TGFbeta 2 levels are elevated in Emery-Dreifuss muscular dystrophy: effects on muscle differentiation.

Emery-Dreifuss muscular dystrophy is associated with mutations in LMNA and in its partner genes. More than one pathogenetic pathway has been suggested for the disease, including altered chromatin regulation and gene expression, defective cellular signaling and altered positioning of myonuclei during differentiation. A systemic effect of LMNA mutations has been suggested in recent studies. In the reported study, the secretory profile of Emery-Dreifuss Muscular Dystrophy (EDMD) fibroblasts and serum levels of cytokines were measured by multiple approaches including real time quantitative PCR, ELISA and multiplex ELISA array testing.
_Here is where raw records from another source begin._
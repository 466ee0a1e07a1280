use serde::{Deserialize, Serialize};

use crate::types::{AccountId, Balance, Level};

/// A mutating ledger operation, as submitted by a caller.
#[derive(Clone, Debug, PartialEq, Eq, Serialize, Deserialize)]
pub enum LedgerCall {
    /// Lock `amount` for `beneficiary`, pulled from the caller's allowance.
    Freeze {
        beneficiary: AccountId,
        amount: Balance,
        referral: Option<AccountId>,
    },

    /// Withdraw the caller's matured position.
    Unfreeze,

    /// Settle elapsed reward into the caller's mask.
    Compound,

    /// Advance the caller one level if the next threshold is met.
    TriggerLevelUp,

    /// Pay out the caller's accumulated referral rewards.
    ClaimReferralRewards,

    // ── Owner only ───────────────────────────────────────────────────────────
    ToggleContractActive,
    WithdrawStrayBalance,
    TransferOwnership { new_owner: AccountId },
}

impl LedgerCall {
    pub fn name(&self) -> &'static str {
        match self {
            LedgerCall::Freeze { .. } => "freeze",
            LedgerCall::Unfreeze => "unfreeze",
            LedgerCall::Compound => "compound",
            LedgerCall::TriggerLevelUp => "triggerLevelUp",
            LedgerCall::ClaimReferralRewards => "claimReferralRewards",
            LedgerCall::ToggleContractActive => "toggleContractActive",
            LedgerCall::WithdrawStrayBalance => "withdrawStrayBalance",
            LedgerCall::TransferOwnership { .. } => "transferOwnership",
        }
    }
}

/// What a successful call did.
#[derive(Clone, Debug, PartialEq, Eq, Serialize, Deserialize)]
pub enum CallOutcome {
    Frozen {
        deposited: Balance,
        settled_reward: Balance,
        referral_reward: Option<Balance>,
    },
    Unfrozen {
        principal: Balance,
        reward: Balance,
    },
    Compounded {
        reward: Balance,
    },
    LevelUp(LevelUpOutcome),
    ReferralRewardsClaimed {
        amount: Balance,
    },
    ActiveToggled {
        active: bool,
    },
    StrayBalanceWithdrawn {
        amount: Balance,
    },
    OwnershipTransferred {
        new_owner: AccountId,
    },
}

#[derive(Clone, Copy, Debug, PartialEq, Eq, Serialize, Deserialize)]
pub enum LevelUpOutcome {
    /// Threshold not met or no deposit; nothing changed.
    Unchanged,
    Advanced { level: Level, folded_reward: Balance },
}
use serde::{Deserialize, Serialize};

use crate::types::{AccountId, Balance, Level, Timestamp};

// ── Participant ───────────────────────────────────────────────────────────────

/// Per-address lock position as stored in the state DB.
///
/// `deposited` is the compounding balance: principal plus every reward
/// settled into it. `reward_mask` is the part of `deposited` that custody does
/// not hold yet and that is minted when the position is levelled up or paid
/// out. The custody-backed part is `principal() = deposited - reward_mask`.
///
/// A participant with `deposited == 0` is always the all-zero record.
#[derive(Clone, Debug, Default, PartialEq, Eq, Serialize, Deserialize)]
pub struct Participant {
    pub deposited: Balance,
    /// Start of the current lock window; 0 = no active lock.
    pub start_time: Timestamp,
    pub reward_mask: Balance,
    pub level: Level,
    /// Accrual checkpoint: reward up to this instant has been settled.
    pub last_accrual: Timestamp,
}

impl Participant {
    pub fn is_active(&self) -> bool {
        self.deposited > 0
    }

    /// True for the implicit never-touched / fully-withdrawn record.
    pub fn is_empty(&self) -> bool {
        *self == Participant::default()
    }

    /// Custody-backed portion of the position.
    pub fn principal(&self) -> Balance {
        self.deposited.saturating_sub(self.reward_mask)
    }

    /// Earliest timestamp at which `unfreeze` succeeds.
    pub fn unlock_at(&self, lock_duration_secs: i64) -> Option<Timestamp> {
        self.is_active()
            .then(|| self.start_time.saturating_add(lock_duration_secs))
    }
}

// ── Referral bookkeeping ──────────────────────────────────────────────────────

/// One referred deposit, appended to the referrer's history. Never mutated.
#[derive(Clone, Debug, PartialEq, Eq, Serialize, Deserialize)]
pub struct ReferralRecord {
    pub depositor: AccountId,
    pub reward: Balance,
    pub deposit_amount: Balance,
    pub referred_at: Timestamp,
}

// ── Global ledger state ───────────────────────────────────────────────────────

/// Ledger-wide aggregates and admin state, stored under one meta key.
#[derive(Clone, Debug, PartialEq, Eq, Serialize, Deserialize)]
pub struct LedgerState {
    pub owner: AccountId,
    /// Σ participant.deposited.
    pub total_locked: Balance,
    /// Σ participant.reward_mask (locked value custody does not hold yet).
    pub total_reward_mask: Balance,
    /// false = paused.
    pub active: bool,
}

impl LedgerState {
    pub fn new(owner: AccountId) -> Self {
        Self {
            owner,
            total_locked: 0,
            total_reward_mask: 0,
            active: true,
        }
    }

    /// Amount custody must hold to back every participant's principal.
    pub fn backed_principal(&self) -> Balance {
        self.total_locked.saturating_sub(self.total_reward_mask)
    }
}
impl FreezerDb {
    /// Open or create the database at `path`.
    pub fn open<P: AsRef<Path>>(path: P) -> Result<Self, FreezerError> {
        let db = sled::open(path).map_err(storage_err)?;
        let participants     = db.open_tree("participants").map_err(storage_err)?;
        let referral_rewards = db.open_tree("referral_rewards").map_err(storage_err)?;
        let referral_history = db.open_tree("referral_history").map_err(storage_err)?;
        let usernames        = db.open_tree("usernames").map_err(storage_err)?;
        let username_owners  = db.open_tree("username_owners").map_err(storage_err)?;
        let meta             = db.open_tree("meta").map_err(storage_err)?;
        Ok(Self {
            _db: db,
            participants,
            referral_rewards,
            referral_history,
            usernames,
            username_owners,
            meta,
        })
    }

    // ── Participants ──────────────────────────────────────────────────────────

    /// Participant record; the all-zero record if never stored.
    pub fn get_participant(&self, id: &AccountId) -> Result<Participant, FreezerError> {
        match self.participants.get(id.as_bytes()).map_err(storage_err)? {
            Some(bytes) => decode(&bytes),
            None => Ok(Participant::default()),
        }
    }

    pub fn participant_count(&self) -> usize {
        self.participants.len()
    }

    pub fn iter_participants(&self) -> Result<Vec<(AccountId, Participant)>, FreezerError> {
        let mut out = Vec::new();
        for item in self.participants.iter() {
            let (key, value) = item.map_err(storage_err)?;
            let id = AccountId::from_slice(&key)
                .ok_or_else(|| FreezerError::Storage("malformed participant key".into()))?;
            out.push((id, decode(&value)?));
        }
        Ok(out)
    }

    /// Raw participant values, for migrations that decode older layouts.
    pub(crate) fn iter_raw_participants(&self) -> Result<Vec<(AccountId, Vec<u8>)>, FreezerError> {
        let mut out = Vec::new();
        for item in self.participants.iter() {
            let (key, value) = item.map_err(storage_err)?;
            let id = AccountId::from_slice(&key)
                .ok_or_else(|| FreezerError::Storage("malformed participant key".into()))?;
            out.push((id, value.to_vec()));
        }
        Ok(out)
    }

    #[cfg(test)]
    pub(crate) fn put_raw_participant(&self, id: &AccountId, bytes: &[u8]) -> Result<(), FreezerError> {
        self.participants.insert(id.as_bytes(), bytes).map_err(storage_err)?;
        Ok(())
    }

    // ── Referrals ─────────────────────────────────────────────────────────────

    pub fn get_referral_rewards(&self, id: &AccountId) -> Result<Balance, FreezerError> {
        match self.referral_rewards.get(id.as_bytes()).map_err(storage_err)? {
            Some(bytes) => decode(&bytes),
            None => Ok(0),
        }
    }

    /// Referral records credited to `id`, oldest first.
    pub fn get_referral_history(&self, id: &AccountId) -> Result<Vec<ReferralRecord>, FreezerError> {
        let mut out = Vec::new();
        for item in self.referral_history.scan_prefix(id.as_bytes()) {
            let (_, value) = item.map_err(storage_err)?;
            out.push(decode(&value)?);
        }
        Ok(out)
    }

    /// Sequence number the next referral record for `id` is stored under.
    pub fn next_referral_seq(&self, id: &AccountId) -> Result<u64, FreezerError> {
        match self.referral_history.scan_prefix(id.as_bytes()).keys().next_back() {
            Some(key) => {
                let key = key.map_err(storage_err)?;
                let seq = referral_seq(&key)
                    .ok_or_else(|| FreezerError::Storage("malformed referral key".into()))?;
                seq.checked_add(1).ok_or(FreezerError::ArithmeticOverflow)
            }
            None => Ok(0),
        }
    }

    /// Raw `referral_history` entries, for migrations that decode older layouts.
    pub(crate) fn iter_raw_referral_history(&self) -> Result<Vec<(Vec<u8>, Vec<u8>)>, FreezerError> {
        let mut out = Vec::new();
        for item in self.referral_history.iter() {
            let (key, value) = item.map_err(storage_err)?;
            out.push((key.to_vec(), value.to_vec()));
        }
        Ok(out)
    }

    /// Swap whole-history entries for per-record keys and stamp `version`,
    /// in one transaction.
    pub(crate) fn rewrite_referral_history(
        &self,
        removed: &[Vec<u8>],
        records: &[(AccountId, u64, ReferralRecord)],
        version: u32,
    ) -> Result<(), FreezerError> {
        let mut inserts: Vec<(Vec<u8>, Vec<u8>)> = Vec::with_capacity(records.len());
        for (id, seq, record) in records {
            inserts.push((referral_key(id, *seq), encode(record)?));
        }
        let res: TransactionResult<(), ()> = (&self.referral_history, &self.meta)
            .transaction(|(history_tx, meta_tx)| {
                for key in removed {
                    history_tx.remove(key.clone())?;
                }
                for (key, value) in &inserts {
                    history_tx.insert(key.clone(), value.clone())?;
                }
                meta_tx.insert(SCHEMA_VERSION_KEY.as_bytes(), version.to_be_bytes().to_vec())?;
                Ok(())
            });
        res.map_err(|e| FreezerError::Storage(format!("{e:?}")))
    }

    #[cfg(test)]
    pub(crate) fn put_raw_referral_history(&self, key: &[u8], bytes: &[u8]) -> Result<(), FreezerError> {
        self.referral_history.insert(key, bytes).map_err(storage_err)?;
        Ok(())
    }

    // ── Ledger state / meta ───────────────────────────────────────────────────

    pub fn get_ledger_state(&self) -> Result<Option<LedgerState>, FreezerError> {
        match self.get_meta(LEDGER_STATE_KEY)? {
            Some(bytes) => Ok(Some(decode(&bytes)?)),
            None => Ok(None),
        }
    }

    pub fn schema_version(&self) -> Result<Option<u32>, FreezerError> {
        match self.get_meta(SCHEMA_VERSION_KEY)? {
            Some(bytes) => {
                let arr: [u8; 4] = bytes
                    .as_slice()
                    .try_into()
                    .map_err(|_| FreezerError::Storage("malformed schema version".into()))?;
                Ok(Some(u32::from_be_bytes(arr)))
            }
            None => Ok(None),
        }
    }

    pub fn put_meta(&self, key: &str, value: &[u8]) -> Result<(), FreezerError> {
        self.meta.insert(key.as_bytes(), value).map_err(storage_err)?;
        Ok(())
    }

    pub fn get_meta(&self, key: &str) -> Result<Option<Vec<u8>>, FreezerError> {
        self.meta
            .get(key.as_bytes())
            .map(|v| v.map(|iv| iv.to_vec()))
            .map_err(storage_err)
    }

    /// True if nothing ledger-related has ever been written.
    pub fn is_fresh(&self) -> Result<bool, FreezerError> {
        Ok(self.participants.is_empty()
            && self.referral_rewards.is_empty()
            && self.referral_history.is_empty()
            && self.get_meta(LEDGER_STATE_KEY)?.is_none())
    }

    // ── Usernames ─────────────────────────────────────────────────────────────

    pub fn get_username(&self, id: &AccountId) -> Result<Option<String>, FreezerError> {
        match self.usernames.get(id.as_bytes()).map_err(storage_err)? {
            Some(bytes) => String::from_utf8(bytes.to_vec())
                .map(Some)
                .map_err(|e| FreezerError::Serialization(e.to_string())),
            None => Ok(None),
        }
    }

    pub fn get_username_owner(&self, name: &str) -> Result<Option<AccountId>, FreezerError> {
        match self.username_owners.get(name.as_bytes()).map_err(storage_err)? {
            Some(bytes) => AccountId::from_slice(&bytes)
                .map(Some)
                .ok_or_else(|| FreezerError::Storage("malformed username owner".into())),
            None => Ok(None),
        }
    }

    /// Write both directions of a username binding in one transaction.
    pub fn put_username(&self, id: &AccountId, name: &str) -> Result<(), FreezerError> {
        let res: TransactionResult<(), ()> = (&self.usernames, &self.username_owners)
            .transaction(|(usernames, owners)| {
                usernames.insert(id.as_bytes().to_vec(), name.as_bytes().to_vec())?;
                owners.insert(name.as_bytes().to_vec(), id.as_bytes().to_vec())?;
                Ok(())
            });
        res.map_err(|e| FreezerError::Storage(format!("{e:?}")))
    }

    // ── Commit ────────────────────────────────────────────────────────────────

    /// Apply a changeset atomically across all ledger trees.
    pub fn commit(&self, changes: &Changeset) -> Result<(), FreezerError> {
        if changes.is_empty() {
            return Ok(());
        }

        let mut participants: Writes = Vec::with_capacity(changes.participants.len());
        for (id, p) in &changes.participants {
            let value = if p.is_empty() { None } else { Some(encode(p)?) };
            participants.push((id.as_bytes().to_vec(), value));
        }

        let mut rewards: Writes = Vec::with_capacity(changes.referral_rewards.len());
        for (id, amount) in &changes.referral_rewards {
            let value = if *amount == 0 { None } else { Some(encode(amount)?) };
            rewards.push((id.as_bytes().to_vec(), value));
        }

        let mut histories: Writes = Vec::with_capacity(changes.referral_records.len());
        for (id, seq, record) in &changes.referral_records {
            let value = match record {
                Some(r) => Some(encode(r)?),
                None => None,
            };
            histories.push((referral_key(id, *seq), value));
        }

        let mut meta: Writes = Vec::new();
        if let Some(state) = &changes.ledger_state {
            meta.push((LEDGER_STATE_KEY.as_bytes().to_vec(), Some(encode(state)?)));
        }
        if let Some(version) = changes.schema_version {
            meta.push((SCHEMA_VERSION_KEY.as_bytes().to_vec(), Some(version.to_be_bytes().to_vec())));
        }

        let res: TransactionResult<(), ()> = (
            &self.participants,
            &self.referral_rewards,
            &self.referral_history,
            &self.meta,
        )
            .transaction(|(participants_tx, rewards_tx, history_tx, meta_tx)| {
                for (tree, writes) in [
                    (participants_tx, &participants),
                    (rewards_tx, &rewards),
                    (history_tx, &histories),
                    (meta_tx, &meta),
                ] {
                    for (key, value) in writes {
                        match value {
                            Some(v) => {
                                tree.insert(key.clone(), v.clone())?;
                            }
                            None => {
                                tree.remove(key.clone())?;
                            }
                        }
                    }
                }
                Ok(())
            });
        res.map_err(|e| FreezerError::Storage(format!("{e:?}")))
    }

    /// Flush all pending writes to disk.
    pub fn flush(&self) -> Result<(), FreezerError> {
        self._db.flush().map_err(storage_err)?;
        Ok(())
    }
}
Elevated TGFbeta2 levels were detected in sera from a cohort of unrelated EDMD2 patients bearing different LMNA mutations and in conditioned culture media from EDMD2 fibroblasts. To test the biological relevance of increased TGFbeta2 secretion, we performed co-culture experiments using EDMD2 fibroblasts and murine C2C12 myoblasts. Decreased differentiation rate was observed in myoblasts conditioned with EDMD2 medium with respect to controls. Moreover, a neutralizing anti-TGFbeta antibody administered to co-cultured cells rescued the differentiation rate of C2C12 myoblasts. These data suggest that TGFbeta2 contributes to the pathogenetic mechanism of EDMD2.